[Stored data]
-*-
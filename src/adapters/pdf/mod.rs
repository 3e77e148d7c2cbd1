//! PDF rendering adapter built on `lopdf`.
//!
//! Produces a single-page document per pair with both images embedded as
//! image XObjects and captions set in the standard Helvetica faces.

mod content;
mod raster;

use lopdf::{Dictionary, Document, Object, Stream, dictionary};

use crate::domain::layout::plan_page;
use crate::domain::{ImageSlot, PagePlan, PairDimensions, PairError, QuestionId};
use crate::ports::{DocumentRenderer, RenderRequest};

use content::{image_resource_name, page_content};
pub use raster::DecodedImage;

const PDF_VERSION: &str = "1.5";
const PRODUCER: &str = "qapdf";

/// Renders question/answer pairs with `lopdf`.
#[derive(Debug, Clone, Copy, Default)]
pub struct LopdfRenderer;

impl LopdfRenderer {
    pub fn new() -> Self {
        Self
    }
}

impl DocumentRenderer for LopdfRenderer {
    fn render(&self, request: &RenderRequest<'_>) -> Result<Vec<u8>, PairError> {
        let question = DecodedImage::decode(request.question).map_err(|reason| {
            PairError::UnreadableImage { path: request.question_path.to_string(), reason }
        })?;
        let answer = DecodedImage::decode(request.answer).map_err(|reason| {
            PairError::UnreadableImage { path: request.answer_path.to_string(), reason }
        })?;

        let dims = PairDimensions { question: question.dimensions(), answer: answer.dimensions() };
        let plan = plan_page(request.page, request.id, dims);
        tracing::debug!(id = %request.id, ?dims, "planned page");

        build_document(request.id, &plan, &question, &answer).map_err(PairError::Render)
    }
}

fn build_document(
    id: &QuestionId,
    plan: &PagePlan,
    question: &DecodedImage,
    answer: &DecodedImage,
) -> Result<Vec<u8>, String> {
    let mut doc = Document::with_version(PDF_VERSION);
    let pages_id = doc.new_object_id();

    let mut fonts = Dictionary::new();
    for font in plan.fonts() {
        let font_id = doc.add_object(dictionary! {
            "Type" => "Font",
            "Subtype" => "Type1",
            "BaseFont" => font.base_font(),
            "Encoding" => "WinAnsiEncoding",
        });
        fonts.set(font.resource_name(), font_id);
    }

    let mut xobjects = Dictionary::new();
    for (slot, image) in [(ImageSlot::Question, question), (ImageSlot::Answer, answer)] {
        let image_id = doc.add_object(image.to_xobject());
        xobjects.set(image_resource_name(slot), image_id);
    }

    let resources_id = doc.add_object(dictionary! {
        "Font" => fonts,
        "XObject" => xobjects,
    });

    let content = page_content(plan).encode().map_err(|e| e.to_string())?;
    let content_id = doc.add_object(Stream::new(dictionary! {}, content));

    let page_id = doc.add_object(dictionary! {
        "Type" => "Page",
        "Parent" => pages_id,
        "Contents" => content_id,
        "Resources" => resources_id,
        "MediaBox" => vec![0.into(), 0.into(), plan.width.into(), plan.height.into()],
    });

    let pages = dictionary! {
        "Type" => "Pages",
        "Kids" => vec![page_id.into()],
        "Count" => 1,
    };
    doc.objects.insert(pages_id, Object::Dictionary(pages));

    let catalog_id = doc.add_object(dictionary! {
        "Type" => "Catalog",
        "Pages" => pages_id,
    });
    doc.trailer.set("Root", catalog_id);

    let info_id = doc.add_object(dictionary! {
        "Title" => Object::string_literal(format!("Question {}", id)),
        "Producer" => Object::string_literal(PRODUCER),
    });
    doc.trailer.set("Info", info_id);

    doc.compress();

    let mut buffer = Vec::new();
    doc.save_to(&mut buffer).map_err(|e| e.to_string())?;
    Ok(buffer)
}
-*-
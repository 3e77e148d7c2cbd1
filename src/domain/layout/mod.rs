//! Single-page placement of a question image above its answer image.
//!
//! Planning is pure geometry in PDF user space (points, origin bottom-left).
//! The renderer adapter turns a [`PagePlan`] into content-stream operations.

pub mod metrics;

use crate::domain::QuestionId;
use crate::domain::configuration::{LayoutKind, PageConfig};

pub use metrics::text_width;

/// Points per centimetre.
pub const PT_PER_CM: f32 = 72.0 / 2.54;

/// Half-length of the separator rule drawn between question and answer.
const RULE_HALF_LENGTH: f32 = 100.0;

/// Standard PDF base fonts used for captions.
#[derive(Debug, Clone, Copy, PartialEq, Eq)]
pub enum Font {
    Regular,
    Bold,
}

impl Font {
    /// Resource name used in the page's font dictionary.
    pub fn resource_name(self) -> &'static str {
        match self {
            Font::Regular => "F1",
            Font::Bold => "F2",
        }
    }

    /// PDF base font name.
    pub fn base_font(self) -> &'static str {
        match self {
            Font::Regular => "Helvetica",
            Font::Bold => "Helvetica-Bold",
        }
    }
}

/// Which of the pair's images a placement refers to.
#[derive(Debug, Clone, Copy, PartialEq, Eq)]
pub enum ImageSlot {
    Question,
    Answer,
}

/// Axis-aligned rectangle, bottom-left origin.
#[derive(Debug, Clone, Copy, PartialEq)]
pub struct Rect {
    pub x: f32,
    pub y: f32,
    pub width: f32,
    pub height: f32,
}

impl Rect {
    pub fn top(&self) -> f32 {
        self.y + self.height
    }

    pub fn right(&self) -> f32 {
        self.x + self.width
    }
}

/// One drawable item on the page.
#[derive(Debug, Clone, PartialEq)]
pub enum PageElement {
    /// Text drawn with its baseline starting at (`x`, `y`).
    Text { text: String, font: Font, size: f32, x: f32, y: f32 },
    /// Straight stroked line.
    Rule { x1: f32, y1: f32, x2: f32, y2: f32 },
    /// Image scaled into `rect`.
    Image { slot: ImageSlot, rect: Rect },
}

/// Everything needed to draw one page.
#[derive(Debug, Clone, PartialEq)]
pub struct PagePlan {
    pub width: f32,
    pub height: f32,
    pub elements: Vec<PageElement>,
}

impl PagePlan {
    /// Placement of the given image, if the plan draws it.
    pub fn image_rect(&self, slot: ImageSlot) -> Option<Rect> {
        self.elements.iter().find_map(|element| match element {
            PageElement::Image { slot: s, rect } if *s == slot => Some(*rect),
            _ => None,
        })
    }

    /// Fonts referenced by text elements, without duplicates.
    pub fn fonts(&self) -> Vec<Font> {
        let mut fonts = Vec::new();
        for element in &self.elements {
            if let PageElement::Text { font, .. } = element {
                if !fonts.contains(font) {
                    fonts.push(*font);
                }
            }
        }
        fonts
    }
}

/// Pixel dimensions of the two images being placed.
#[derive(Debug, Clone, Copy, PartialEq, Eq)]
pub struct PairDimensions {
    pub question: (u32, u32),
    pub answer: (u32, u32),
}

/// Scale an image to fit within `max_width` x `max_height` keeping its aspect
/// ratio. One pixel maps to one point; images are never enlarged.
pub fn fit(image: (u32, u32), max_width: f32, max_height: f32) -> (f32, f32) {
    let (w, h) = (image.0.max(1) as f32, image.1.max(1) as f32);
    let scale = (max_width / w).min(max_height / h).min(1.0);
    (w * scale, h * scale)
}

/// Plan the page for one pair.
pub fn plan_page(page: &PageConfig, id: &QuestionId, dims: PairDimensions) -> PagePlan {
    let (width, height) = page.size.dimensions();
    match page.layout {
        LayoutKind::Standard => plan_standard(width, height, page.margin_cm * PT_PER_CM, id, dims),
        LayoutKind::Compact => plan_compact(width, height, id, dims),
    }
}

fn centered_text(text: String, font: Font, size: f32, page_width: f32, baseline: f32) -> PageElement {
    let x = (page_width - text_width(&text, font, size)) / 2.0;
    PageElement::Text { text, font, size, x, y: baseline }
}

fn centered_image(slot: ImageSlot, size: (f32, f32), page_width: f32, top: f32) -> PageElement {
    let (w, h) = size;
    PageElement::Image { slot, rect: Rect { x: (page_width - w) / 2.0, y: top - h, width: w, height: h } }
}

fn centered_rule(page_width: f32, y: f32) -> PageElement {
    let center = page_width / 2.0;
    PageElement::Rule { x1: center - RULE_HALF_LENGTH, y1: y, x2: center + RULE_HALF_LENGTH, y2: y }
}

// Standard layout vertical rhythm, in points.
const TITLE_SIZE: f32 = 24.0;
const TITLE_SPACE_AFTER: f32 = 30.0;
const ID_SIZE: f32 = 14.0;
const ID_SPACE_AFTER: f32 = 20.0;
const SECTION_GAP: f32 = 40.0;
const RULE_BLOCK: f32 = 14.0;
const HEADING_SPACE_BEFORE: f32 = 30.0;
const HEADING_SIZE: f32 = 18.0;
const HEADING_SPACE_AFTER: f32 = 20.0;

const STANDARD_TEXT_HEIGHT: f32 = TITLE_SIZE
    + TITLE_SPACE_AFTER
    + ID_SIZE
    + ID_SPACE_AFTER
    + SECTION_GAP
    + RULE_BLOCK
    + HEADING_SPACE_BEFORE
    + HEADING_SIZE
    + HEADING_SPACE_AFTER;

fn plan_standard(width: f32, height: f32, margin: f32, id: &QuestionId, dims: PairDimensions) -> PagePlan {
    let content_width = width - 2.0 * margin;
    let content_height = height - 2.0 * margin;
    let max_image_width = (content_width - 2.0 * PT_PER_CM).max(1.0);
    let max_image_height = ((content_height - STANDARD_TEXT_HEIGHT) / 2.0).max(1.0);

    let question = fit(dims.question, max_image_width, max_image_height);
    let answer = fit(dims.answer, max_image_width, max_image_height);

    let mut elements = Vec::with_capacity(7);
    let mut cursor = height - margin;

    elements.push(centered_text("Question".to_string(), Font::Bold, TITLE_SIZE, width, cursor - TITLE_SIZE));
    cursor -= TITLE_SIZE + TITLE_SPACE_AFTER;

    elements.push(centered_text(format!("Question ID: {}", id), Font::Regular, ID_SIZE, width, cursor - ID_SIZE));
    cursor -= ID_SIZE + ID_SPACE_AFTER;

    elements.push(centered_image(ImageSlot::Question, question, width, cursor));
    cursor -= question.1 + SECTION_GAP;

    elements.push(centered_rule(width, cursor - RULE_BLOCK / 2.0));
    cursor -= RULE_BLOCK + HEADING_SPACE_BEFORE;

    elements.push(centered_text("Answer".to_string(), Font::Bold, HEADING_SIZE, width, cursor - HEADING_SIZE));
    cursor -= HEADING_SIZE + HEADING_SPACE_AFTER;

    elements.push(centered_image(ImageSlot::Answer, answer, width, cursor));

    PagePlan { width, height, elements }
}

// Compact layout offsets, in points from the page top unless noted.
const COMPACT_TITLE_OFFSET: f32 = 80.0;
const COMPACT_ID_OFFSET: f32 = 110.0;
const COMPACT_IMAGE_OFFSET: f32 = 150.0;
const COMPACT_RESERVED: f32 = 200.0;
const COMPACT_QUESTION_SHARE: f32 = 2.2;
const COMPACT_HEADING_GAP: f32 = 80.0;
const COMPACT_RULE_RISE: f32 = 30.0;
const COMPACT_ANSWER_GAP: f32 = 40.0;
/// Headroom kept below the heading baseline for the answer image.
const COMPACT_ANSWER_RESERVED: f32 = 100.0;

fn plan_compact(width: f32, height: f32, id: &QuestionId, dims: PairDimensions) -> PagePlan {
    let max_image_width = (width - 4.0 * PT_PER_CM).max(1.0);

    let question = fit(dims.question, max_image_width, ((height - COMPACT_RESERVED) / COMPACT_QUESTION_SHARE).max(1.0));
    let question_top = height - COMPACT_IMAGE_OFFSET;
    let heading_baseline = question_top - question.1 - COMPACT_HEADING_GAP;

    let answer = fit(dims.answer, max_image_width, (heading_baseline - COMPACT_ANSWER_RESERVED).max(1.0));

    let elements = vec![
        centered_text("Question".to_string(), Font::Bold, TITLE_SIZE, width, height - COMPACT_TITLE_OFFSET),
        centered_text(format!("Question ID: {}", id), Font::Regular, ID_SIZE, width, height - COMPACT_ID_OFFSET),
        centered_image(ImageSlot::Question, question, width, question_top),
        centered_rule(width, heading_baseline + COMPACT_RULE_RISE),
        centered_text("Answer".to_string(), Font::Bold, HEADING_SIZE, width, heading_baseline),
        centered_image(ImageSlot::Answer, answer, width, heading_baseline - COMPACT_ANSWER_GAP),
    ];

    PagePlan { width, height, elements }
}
-*-
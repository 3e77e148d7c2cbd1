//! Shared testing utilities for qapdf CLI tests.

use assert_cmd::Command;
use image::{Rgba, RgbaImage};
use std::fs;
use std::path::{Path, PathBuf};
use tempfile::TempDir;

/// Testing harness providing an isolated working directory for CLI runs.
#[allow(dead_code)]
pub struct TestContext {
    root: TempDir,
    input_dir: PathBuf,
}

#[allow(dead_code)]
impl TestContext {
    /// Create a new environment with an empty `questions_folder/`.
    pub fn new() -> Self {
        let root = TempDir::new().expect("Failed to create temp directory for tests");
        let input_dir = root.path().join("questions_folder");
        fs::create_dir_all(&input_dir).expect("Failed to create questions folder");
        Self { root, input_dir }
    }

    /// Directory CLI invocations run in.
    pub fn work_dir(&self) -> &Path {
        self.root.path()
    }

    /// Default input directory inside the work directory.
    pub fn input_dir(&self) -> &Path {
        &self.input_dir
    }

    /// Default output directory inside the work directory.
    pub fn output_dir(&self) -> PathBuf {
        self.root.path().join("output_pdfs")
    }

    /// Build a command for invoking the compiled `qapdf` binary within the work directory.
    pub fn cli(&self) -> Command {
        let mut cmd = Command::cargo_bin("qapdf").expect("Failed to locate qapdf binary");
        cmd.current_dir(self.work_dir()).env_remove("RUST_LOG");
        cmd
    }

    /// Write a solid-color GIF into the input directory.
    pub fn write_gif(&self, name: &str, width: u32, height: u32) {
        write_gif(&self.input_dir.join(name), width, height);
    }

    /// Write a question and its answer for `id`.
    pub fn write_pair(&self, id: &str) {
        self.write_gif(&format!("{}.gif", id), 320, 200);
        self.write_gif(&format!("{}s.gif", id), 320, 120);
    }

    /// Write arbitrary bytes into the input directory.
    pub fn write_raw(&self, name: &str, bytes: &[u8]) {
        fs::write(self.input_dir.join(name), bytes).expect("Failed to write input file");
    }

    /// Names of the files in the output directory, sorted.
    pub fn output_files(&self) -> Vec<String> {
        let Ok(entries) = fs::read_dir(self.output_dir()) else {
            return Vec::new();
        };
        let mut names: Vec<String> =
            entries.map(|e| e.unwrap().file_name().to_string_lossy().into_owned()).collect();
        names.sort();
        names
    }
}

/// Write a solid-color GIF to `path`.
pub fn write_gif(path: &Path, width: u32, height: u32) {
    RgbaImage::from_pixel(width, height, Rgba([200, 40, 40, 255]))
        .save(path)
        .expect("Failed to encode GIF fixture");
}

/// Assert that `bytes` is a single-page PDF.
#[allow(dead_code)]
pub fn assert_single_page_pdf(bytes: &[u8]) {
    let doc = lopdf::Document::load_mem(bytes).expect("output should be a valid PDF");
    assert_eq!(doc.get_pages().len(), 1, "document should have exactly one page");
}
-*-
TASK OBJECTIVE – Find the line with "filename src/adapters/pdf/mod.rs" in the entries above. Retype it and each line after it, exactly, through the line with "const PRODUCER: &str", and stop there.

EXERCISE OUTPUT –
filename src/adapters/pdf/mod.rs
repository 3e77e148d7c2cbd1
//! PDF rendering adapter built on `lopdf`.
//!
//! Produces a single-page document per pair with both images embedded as
//! image XObjects and captions set in the standard Helvetica faces.

mod content;
mod raster;

use lopdf::{Dictionary, Document, Object, Stream, dictionary};

use crate::domain::layout::plan_page;
use crate::domain::{ImageSlot, PagePlan, PairDimensions, PairError, QuestionId};
use crate::ports::{DocumentRenderer, RenderRequest};

use content::{image_resource_name, page_content};
pub use raster::DecodedImage;

const PDF_VERSION: &str = "1.5";
const PRODUCER: &str = "qapdf";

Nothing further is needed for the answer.